Salim’s testimony was used at last month’s People’s Tribunal on State Action in UP, a day’s hearing organised by activists to investigate allegations of police brutality in the state during the anti-CAA protests. A witness in Varanasi, the home constituency of the prime minister, described an incident in which he said a police baton charge led to the death of an eight-year-old boy. It took place, again on 20 December, after protesters against the CAA had gathered in the district of Bajardiha.

This is against international laws and police guidelines, both international and domestic, because the only time police are supposed to use force is when it is the very last option. In Bajardiha we saw that it was their second option

“Police lathi charged, aiming their sticks at the head and upper body, as well as using stones to pelt protesters,” the witness said. “This is against international laws and police guidelines, both international and domestic, because the only time police are supposed to use force is when it is the very last option. In Bajardiha we saw that it was their second option, they just told us to stop protesting and when we didn’t they started brutally charging.

“The lanes are very narrow, people started panicking and tried to flee to a maidan (square) where children were playing. The stampede led to the death” of eight-year-old Mohammad Sageer, who was out playing near his home on his bicycle.

Suroor Mander, one of the organisers from the Karwan e Mohabbat NGO, told the jury that “it is the first responsibility of the police to identify the children in a group and ensure they are protected”.

Yet, she said, in all testimonies provided from Uttar Pradesh there was “not one incidence” where a minor caught up in the detentions was either processed by the state’s specialist juvenile police unit or handed over to non-police child services. “In every case children were kept with adults, inside police stations and in some cases for more than 24 hours. Most were released without official charges, and families stated that police actively hid the whereabouts of children from their parents.

“But what is most chilling in these stories is the extreme police brutality towards these children. In town after town we found that children were verbally, physically and sexually abused by police personnel, at the time of being detained and thereafter.”

Members of the jury at the people’s tribunal included two former Supreme Court justices, as well as academics, charity bosses and former civil servants. In a joint statement after hearing seven hours of testimony, the panel said they were “convinced that the entire state machinery, led from the top, acted with grave prejudice and perpetrated violence targeting one particular community, the state’s Muslim population and the social activists leading the movement”.

In their conclusion, they said the police response to the protests “shows a complete collapse of rule of law” in Uttar Pradesh. “The state administration charged with protecting the rule of law is perpetrating violence upon its own people,” it said.

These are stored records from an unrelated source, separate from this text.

//! OSV (Open Source Vulnerabilities) API client

use std::sync::Arc;

use serde::Deserialize;
use serde_json::{json, Value};

use crate::config::endpoints::OSV_ECOSYSTEM;
use crate::error::Result;
use crate::pypi::utils::normalize_name;
use crate::pypi::version::Version;
use crate::pypi::HttpClient;
use crate::security::cvss;
use crate::security::types::{Finding, Severity};

/// Guard against servers that keep returning page tokens
const MAX_PAGES: usize = 20;

#[derive(Debug, Clone, Default, Deserialize)]
pub struct QueryResponse {
    #[serde(default)]
    pub vulns: Vec<OsvVulnerability>,
    #[serde(default)]
    pub next_page_token: Option<String>,
}

/// An OSV vulnerability record
#[derive(Debug, Clone, Deserialize)]
pub struct OsvVulnerability {
    pub id: String,
    #[serde(default)]
    pub summary: Option<String>,
    #[serde(default)]
    pub details: Option<String>,
    #[serde(default)]
    pub aliases: Vec<String>,
    #[serde(default)]
    pub published: Option<String>,
    #[serde(default)]
    pub severity: Vec<OsvSeverity>,
    #[serde(default)]
    pub affected: Vec<OsvAffected>,
    #[serde(default)]
    pub references: Vec<OsvReference>,
    #[serde(default)]
    pub database_specific: Option<Value>,
}

#[derive(Debug, Clone, Deserialize)]
pub struct OsvSeverity {
    #[serde(rename = "type", default)]
    pub kind: String,
    pub score: String,
}

#[derive(Debug, Clone, Deserialize)]
pub struct OsvAffected {
    #[serde(default)]
    pub package: Option<OsvPackage>,
    #[serde(default)]
    pub ranges: Vec<OsvRange>,
    #[serde(default)]
    pub database_specific: Option<Value>,
}

#[derive(Debug, Clone, Deserialize)]
pub struct OsvPackage {
    pub name: String,
    #[serde(default)]
    pub ecosystem: String,
}

#[derive(Debug, Clone, Deserialize)]
pub struct OsvRange {
    #[serde(rename = "type", default)]
    pub kind: String,
    #[serde(default)]
    pub events: Vec<OsvEvent>,
}

#[derive(Debug, Clone, Deserialize)]
pub struct OsvEvent {
    #[serde(default)]
    pub introduced: Option<String>,
    #[serde(default)]
    pub fixed: Option<String>,
    #[serde(default)]
    pub last_affected: Option<String>,
}

#[derive(Debug, Clone, Deserialize)]
pub struct OsvReference {
    #[serde(rename = "type", default)]
    pub kind: String,
    pub url: String,
}

fn severity_label(value: &Option<Value>) -> Option<Severity> {
    value
        .as_ref()?
        .get("severity")?
        .as_str()
        .and_then(Severity::from_label)
}

impl OsvVulnerability {
    /// Severity and best available score.
    ///
    /// Advisory labels win; otherwise the highest `severity[]` score decides.
    pub fn classify(&self) -> (Severity, Option<f64>) {
        let score = self
            .severity
            .iter()
            .filter_map(|s| cvss::score(&s.score))
            .fold(None, |best: Option<f64>, s| Some(best.map_or(s, |b| b.max(s))));

        let label = severity_label(&self.database_specific).or_else(|| {
            self.affected
                .iter()
                .filter_map(|a| severity_label(&a.database_specific))
                .max()
        });

        match (label, score) {
            (Some(label), score) => (label, score),
            (None, Some(score)) => (Severity::from_score(score), Some(score)),
            (None, None) => (Severity::Unknown, None),
        }
    }

    /// Versions fixing this vulnerability for the given package
    pub fn fixed_versions(&self, package: &str) -> Vec<String> {
        let wanted = normalize_name(package);
        let mut fixed: Vec<String> = self
            .affected
            .iter()
            .filter(|a| {
                a.package
                    .as_ref()
                    .map(|p| normalize_name(&p.name) == wanted)
                    .unwrap_or(false)
            })
            .flat_map(|a| a.ranges.iter())
            .flat_map(|r| r.events.iter())
            .filter_map(|e| e.fixed.clone())
            .collect();

        fixed.sort_by(|a, b| match (Version::parse(a), Version::parse(b)) {
            (Ok(va), Ok(vb)) => va.cmp(&vb),
            _ => a.cmp(b),
        });
        fixed.dedup();
        fixed
    }

    pub fn into_finding(self, package: &str) -> Finding {
        let (severity, cvss_score) = self.classify();
        let fixed_versions = self.fixed_versions(package);
        let summary = self
            .summary
            .filter(|s| !s.trim().is_empty())
            .or_else(|| {
                self.details
                    .as_deref()
                    .and_then(|d| d.lines().find(|l| !l.trim().is_empty()))
                    .map(|l| l.trim().chars().take(200).collect())
            })
            .unwrap_or_default();

        Finding {
            id: self.id,
            summary,
            aliases: self.aliases,
            severity,
            cvss_score,
            fixed_versions,
            references: self.references.into_iter().map(|r| r.url).collect(),
            published: self.published,
        }
    }
}

/// Client for the OSV query API
pub struct OsvClient {
    http: Arc<HttpClient>,
    base_url: String,
}

impl OsvClient {
    pub fn new(http: Arc<HttpClient>, base_url: impl Into<String>) -> Self {
        Self {
            http,
            base_url: base_url.into(),
        }
    }

    /// All vulnerabilities recorded for a PyPI package version
    pub async fn query(&self, package: &str, version: &str) -> Result<Vec<OsvVulnerability>> {
        let url = format!("{}/v1/query", self.base_url);
        let mut vulns = Vec::new();
        let mut page_token: Option<String> = None;

        for _ in 0..MAX_PAGES {
            let mut payload = json!({
                "package": {"name": package, "ecosystem": OSV_ECOSYSTEM},
                "version": version,
            });
            if let Some(token) = &page_token {
                payload["page_token"] = json!(token);
            }

            let body = self.http.post_json(&url, &payload).await?;
            let page: QueryResponse = serde_json::from_value(body)?;
            vulns.extend(page.vulns);

            match page.next_page_token.filter(|t| !t.is_empty()) {
                Some(token) => page_token = Some(token),
                None => break,
            }
        }

        tracing::debug!("OSV reports {} vulnerabilities for {} {}", vulns.len(), package, version);
        Ok(vulns)
    }
}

Professor Irfan Habib, a historian and prominent defender of secularism, said he and other members of the jury had been “greatly moved by the evidence provided”. What was happening in the wake of the CAA “makes a mockery of our constitution”, he said. “It is reminiscent not of the British rule, but of Nazi Germany. This fight is not about Uttar Pradesh, it is a fight for the nation.”

Speaking on 6 February in India's parliament, Mr Modi defended the CAA at length, insisting that "there will be no impact on any citizen of India, whatever be their faith or religion, owing to the implementation of the CAA". He accused opposition parties who raised concerns over the new measures of "furthering Pakistan’s agenda of divisiveness in India". And he referred to the protesters as a "tukde tukde" gang, a phrase often used by the right to deride critics as wanting to break up India - tukde is Hindi for "pieces".

The Uttar Pradesh police did not respond to requests for comment.